=== Exercise goal ===
Lift every line from the entries that includes the word "extra".

[Saved data entries]
----------------

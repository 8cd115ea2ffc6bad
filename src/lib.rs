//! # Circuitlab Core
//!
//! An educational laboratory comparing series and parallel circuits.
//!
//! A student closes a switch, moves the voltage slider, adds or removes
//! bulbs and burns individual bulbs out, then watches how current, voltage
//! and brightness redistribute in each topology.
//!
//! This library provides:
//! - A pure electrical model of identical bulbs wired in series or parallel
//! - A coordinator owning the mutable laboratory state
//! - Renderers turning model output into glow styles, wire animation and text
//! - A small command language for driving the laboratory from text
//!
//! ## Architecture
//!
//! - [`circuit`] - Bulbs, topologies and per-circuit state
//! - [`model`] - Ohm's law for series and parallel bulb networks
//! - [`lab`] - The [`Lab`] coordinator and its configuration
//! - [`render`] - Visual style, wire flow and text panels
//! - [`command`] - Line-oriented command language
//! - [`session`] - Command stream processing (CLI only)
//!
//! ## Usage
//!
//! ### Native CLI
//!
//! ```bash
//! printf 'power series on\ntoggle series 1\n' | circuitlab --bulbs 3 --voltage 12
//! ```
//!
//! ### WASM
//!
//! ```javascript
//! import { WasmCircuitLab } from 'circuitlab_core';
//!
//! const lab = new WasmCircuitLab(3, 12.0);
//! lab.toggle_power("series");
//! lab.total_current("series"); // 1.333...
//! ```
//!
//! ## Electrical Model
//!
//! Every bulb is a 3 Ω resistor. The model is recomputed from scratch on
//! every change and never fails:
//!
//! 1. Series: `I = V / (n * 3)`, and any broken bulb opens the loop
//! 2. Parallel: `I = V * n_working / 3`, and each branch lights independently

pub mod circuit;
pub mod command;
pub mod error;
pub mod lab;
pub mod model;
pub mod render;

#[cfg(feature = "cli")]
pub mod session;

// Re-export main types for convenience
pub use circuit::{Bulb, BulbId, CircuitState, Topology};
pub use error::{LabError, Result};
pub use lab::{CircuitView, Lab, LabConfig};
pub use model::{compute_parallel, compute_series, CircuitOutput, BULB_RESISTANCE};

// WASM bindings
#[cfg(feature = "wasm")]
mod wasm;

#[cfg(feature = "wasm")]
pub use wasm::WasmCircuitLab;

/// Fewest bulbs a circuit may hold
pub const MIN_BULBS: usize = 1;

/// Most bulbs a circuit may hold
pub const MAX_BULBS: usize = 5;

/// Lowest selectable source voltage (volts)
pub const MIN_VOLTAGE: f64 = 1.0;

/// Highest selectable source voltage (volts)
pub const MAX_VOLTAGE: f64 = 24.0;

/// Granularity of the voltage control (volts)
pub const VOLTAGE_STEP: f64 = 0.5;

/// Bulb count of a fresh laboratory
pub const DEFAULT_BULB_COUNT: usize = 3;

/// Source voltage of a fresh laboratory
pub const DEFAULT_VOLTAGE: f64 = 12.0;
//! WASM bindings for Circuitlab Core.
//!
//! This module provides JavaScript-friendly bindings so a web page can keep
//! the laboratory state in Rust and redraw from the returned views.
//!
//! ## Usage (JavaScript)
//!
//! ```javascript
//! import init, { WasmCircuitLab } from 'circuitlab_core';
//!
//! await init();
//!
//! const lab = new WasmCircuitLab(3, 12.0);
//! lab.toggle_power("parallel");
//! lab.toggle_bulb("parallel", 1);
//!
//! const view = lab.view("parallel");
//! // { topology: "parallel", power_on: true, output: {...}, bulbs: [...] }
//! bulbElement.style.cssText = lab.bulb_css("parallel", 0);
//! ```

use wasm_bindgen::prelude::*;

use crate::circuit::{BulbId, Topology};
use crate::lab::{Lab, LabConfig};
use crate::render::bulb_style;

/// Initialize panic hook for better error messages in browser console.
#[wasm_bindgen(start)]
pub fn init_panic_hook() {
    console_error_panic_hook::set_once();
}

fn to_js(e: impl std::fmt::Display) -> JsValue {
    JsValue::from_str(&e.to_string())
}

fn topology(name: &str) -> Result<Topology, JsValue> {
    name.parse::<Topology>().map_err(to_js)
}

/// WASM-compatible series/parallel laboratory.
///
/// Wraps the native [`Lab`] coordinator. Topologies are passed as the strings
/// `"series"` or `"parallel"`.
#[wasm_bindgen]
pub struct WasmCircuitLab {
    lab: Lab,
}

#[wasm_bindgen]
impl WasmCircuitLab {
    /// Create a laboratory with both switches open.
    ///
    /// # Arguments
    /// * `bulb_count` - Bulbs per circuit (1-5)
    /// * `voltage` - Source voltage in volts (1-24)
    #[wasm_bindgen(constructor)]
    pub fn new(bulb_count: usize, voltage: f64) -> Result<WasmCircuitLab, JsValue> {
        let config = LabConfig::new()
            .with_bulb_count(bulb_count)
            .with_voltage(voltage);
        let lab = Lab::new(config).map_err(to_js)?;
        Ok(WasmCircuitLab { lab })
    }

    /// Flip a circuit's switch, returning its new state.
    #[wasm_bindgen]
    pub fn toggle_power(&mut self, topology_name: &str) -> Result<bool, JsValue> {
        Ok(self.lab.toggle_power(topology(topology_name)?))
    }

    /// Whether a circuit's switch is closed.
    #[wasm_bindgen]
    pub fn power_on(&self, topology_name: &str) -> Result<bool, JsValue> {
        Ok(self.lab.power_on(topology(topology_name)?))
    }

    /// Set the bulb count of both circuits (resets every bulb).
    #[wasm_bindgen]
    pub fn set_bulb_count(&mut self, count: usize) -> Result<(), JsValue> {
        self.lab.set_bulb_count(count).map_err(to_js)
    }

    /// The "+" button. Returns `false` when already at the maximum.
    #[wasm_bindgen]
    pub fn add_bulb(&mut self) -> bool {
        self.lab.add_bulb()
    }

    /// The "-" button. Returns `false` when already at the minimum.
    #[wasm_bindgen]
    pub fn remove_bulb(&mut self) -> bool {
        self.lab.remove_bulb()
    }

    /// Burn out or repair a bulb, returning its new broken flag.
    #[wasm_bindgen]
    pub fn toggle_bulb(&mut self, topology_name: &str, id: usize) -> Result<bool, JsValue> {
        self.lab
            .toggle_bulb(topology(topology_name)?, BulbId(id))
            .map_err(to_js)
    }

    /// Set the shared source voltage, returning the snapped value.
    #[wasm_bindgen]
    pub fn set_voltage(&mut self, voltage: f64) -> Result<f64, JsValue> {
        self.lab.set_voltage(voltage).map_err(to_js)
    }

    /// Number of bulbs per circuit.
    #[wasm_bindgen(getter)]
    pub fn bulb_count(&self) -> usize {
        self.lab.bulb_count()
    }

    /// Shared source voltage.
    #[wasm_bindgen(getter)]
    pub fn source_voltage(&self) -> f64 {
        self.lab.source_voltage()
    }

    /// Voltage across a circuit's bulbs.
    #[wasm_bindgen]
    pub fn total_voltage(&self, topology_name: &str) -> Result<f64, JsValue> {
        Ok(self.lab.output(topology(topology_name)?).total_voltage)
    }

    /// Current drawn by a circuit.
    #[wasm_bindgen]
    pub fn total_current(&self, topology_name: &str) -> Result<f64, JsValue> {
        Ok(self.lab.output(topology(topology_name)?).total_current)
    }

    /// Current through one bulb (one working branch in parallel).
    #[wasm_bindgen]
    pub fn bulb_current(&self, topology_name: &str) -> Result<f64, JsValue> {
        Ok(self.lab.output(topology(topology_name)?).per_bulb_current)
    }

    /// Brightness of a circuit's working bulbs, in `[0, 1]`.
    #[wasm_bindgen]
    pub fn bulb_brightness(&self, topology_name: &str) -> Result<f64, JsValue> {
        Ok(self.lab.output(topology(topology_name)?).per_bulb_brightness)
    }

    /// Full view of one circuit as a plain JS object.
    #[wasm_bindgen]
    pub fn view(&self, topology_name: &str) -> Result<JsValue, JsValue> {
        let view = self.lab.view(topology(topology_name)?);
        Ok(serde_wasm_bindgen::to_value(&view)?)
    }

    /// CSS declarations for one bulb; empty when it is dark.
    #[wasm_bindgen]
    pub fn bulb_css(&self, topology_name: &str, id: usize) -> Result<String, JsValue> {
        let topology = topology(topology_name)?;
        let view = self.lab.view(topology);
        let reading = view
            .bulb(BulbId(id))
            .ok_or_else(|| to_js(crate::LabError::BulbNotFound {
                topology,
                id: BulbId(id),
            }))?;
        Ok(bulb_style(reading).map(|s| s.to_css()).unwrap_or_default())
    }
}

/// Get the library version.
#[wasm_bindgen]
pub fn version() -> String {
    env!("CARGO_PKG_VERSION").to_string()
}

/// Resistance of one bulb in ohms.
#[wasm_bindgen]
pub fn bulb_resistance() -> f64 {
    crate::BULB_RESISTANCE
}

----------------

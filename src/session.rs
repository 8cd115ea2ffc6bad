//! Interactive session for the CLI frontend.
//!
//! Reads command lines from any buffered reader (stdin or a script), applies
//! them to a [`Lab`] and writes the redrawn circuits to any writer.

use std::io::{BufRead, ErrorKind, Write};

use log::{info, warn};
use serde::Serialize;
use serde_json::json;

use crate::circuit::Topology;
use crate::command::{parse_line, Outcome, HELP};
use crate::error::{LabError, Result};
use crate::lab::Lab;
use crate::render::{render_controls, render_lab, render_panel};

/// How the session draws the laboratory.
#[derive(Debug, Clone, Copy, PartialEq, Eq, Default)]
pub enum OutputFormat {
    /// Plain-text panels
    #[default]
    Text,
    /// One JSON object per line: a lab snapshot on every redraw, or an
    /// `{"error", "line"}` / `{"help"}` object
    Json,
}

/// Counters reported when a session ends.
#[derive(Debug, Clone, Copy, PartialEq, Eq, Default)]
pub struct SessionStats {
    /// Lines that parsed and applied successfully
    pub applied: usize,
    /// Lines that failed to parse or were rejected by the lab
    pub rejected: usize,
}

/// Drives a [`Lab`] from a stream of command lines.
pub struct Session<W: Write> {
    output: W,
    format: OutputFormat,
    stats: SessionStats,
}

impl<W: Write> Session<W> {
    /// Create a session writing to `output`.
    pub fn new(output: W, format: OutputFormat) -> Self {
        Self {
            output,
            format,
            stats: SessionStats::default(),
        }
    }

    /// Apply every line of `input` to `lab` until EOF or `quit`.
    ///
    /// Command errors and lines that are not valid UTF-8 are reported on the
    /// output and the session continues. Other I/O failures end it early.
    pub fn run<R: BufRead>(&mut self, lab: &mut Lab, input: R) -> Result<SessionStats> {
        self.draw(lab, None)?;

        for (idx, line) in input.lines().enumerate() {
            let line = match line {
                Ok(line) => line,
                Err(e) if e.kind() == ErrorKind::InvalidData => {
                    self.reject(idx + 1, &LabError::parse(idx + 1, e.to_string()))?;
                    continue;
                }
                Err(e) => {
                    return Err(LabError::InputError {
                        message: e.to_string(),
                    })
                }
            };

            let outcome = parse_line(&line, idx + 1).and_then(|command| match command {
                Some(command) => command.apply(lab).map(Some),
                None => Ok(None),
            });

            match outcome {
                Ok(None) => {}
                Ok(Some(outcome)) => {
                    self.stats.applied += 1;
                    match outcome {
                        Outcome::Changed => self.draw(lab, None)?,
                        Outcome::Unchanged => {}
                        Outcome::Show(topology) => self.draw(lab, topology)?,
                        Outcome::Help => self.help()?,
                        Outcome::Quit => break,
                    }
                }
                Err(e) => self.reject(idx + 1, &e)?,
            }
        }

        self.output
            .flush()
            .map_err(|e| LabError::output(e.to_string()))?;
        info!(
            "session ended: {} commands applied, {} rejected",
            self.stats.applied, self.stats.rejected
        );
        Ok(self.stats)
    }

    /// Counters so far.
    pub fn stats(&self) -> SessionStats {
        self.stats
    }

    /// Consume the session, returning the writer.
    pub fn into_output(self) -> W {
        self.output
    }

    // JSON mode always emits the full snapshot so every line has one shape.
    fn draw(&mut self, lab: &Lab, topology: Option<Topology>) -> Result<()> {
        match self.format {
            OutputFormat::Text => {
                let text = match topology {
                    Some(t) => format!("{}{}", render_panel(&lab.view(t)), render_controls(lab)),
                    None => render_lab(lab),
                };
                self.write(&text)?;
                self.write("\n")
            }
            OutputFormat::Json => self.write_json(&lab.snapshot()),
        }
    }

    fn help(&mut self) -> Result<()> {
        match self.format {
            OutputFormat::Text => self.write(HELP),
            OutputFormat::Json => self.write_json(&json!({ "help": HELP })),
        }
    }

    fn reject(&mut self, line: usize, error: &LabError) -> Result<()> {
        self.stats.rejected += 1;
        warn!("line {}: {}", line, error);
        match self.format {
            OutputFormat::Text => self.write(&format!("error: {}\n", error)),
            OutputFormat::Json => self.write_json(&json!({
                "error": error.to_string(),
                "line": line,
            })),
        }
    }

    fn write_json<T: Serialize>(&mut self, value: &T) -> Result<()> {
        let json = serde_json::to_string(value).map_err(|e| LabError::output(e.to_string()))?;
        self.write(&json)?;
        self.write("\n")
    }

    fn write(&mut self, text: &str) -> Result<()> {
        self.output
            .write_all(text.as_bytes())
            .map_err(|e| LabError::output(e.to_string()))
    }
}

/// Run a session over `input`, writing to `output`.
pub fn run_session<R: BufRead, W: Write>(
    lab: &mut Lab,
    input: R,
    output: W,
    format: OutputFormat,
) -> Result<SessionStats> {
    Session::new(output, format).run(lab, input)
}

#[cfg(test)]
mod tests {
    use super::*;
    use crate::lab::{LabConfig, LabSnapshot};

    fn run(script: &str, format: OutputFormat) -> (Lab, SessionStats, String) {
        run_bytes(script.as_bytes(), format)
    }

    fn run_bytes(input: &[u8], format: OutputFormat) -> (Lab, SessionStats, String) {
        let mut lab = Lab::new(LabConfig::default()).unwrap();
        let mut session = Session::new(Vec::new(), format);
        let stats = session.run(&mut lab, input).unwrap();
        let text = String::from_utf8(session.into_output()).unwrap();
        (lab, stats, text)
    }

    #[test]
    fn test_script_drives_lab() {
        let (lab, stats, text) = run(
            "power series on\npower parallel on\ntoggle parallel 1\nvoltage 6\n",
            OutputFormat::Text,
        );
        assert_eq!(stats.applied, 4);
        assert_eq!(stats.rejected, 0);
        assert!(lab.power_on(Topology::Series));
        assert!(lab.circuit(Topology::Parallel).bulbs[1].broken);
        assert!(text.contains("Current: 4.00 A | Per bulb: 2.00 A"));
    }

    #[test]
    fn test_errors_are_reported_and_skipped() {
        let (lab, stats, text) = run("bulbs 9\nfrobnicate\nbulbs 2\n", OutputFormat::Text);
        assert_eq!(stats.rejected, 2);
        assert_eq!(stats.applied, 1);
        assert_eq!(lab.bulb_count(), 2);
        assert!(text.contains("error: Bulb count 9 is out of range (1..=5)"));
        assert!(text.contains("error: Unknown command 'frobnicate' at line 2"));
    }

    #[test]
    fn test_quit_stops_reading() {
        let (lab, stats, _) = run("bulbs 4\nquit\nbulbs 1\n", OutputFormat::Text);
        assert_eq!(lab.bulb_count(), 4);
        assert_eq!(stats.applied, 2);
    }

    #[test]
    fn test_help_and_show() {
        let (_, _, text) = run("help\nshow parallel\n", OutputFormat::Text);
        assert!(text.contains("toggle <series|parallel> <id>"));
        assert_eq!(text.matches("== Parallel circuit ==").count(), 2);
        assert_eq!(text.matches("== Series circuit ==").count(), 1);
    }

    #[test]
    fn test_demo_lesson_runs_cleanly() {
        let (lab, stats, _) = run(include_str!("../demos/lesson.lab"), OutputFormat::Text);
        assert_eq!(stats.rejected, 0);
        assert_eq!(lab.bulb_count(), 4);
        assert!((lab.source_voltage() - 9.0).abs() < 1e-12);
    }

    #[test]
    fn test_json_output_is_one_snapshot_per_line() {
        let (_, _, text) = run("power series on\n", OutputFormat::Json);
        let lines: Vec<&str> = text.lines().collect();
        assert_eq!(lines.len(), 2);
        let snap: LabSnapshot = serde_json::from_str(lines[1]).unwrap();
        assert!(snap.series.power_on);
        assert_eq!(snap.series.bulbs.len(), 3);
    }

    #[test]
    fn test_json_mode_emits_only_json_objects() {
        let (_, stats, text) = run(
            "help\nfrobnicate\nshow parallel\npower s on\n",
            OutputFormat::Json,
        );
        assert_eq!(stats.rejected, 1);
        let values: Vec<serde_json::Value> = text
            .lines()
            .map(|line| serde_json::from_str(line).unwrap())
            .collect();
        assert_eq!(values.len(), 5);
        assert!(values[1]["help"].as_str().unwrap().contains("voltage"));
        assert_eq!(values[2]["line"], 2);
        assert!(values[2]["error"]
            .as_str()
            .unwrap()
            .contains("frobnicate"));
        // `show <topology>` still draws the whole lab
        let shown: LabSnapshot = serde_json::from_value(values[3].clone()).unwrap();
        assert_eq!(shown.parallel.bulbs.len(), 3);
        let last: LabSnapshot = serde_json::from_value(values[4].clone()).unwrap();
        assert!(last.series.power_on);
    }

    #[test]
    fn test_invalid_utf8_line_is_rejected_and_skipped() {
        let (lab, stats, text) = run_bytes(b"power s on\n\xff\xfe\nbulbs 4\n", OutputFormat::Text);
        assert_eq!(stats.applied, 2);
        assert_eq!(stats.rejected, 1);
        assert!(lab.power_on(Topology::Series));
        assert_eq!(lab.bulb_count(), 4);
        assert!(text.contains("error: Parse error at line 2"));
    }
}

----------------

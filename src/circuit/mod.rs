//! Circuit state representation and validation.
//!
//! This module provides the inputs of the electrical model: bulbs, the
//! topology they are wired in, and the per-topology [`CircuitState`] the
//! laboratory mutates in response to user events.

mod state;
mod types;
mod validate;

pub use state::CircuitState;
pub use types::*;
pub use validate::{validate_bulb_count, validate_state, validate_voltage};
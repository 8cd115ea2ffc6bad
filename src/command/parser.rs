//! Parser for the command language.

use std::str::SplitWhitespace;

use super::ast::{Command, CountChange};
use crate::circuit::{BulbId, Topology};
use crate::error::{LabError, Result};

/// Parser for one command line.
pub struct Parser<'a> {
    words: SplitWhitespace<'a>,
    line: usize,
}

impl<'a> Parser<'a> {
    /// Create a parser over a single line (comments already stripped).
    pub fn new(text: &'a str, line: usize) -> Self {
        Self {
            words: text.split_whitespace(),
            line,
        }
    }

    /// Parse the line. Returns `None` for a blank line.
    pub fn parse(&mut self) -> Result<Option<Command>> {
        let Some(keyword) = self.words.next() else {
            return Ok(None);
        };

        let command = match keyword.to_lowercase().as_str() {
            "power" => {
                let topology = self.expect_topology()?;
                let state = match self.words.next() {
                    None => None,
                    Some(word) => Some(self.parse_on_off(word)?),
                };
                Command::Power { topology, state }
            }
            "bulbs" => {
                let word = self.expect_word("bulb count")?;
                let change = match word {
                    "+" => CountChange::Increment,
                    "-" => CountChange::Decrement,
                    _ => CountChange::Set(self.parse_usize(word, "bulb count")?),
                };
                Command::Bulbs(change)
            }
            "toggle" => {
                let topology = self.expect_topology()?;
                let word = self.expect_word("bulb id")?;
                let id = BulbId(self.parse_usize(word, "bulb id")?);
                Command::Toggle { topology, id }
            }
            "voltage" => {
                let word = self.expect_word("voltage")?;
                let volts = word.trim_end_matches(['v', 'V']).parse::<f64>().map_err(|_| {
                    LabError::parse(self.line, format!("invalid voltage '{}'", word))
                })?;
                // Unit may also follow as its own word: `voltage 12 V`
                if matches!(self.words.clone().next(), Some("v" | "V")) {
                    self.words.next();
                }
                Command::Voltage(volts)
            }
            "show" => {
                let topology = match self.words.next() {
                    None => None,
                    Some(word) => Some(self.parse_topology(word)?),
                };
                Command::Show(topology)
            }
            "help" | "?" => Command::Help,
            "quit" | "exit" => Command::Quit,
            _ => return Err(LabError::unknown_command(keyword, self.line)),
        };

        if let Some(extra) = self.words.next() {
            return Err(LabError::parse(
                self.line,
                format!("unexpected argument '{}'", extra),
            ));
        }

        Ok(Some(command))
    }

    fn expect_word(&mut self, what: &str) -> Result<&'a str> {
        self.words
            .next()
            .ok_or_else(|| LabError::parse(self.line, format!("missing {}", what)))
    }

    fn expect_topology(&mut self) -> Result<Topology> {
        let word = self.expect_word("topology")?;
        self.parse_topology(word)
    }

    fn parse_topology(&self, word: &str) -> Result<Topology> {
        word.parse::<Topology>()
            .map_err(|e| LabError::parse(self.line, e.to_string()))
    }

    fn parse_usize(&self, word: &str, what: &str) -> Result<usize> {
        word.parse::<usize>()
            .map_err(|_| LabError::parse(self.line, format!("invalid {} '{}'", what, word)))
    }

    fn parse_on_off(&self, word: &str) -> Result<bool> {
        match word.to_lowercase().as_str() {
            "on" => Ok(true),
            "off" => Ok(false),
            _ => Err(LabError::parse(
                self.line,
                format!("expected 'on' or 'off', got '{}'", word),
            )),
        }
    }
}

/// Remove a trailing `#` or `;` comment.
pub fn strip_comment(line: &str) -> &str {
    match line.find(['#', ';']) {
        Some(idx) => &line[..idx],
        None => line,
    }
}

----------------

=== Answer section ===
        if let Some(extra) = self.words.next() {
                format!("unexpected argument '{}'", extra),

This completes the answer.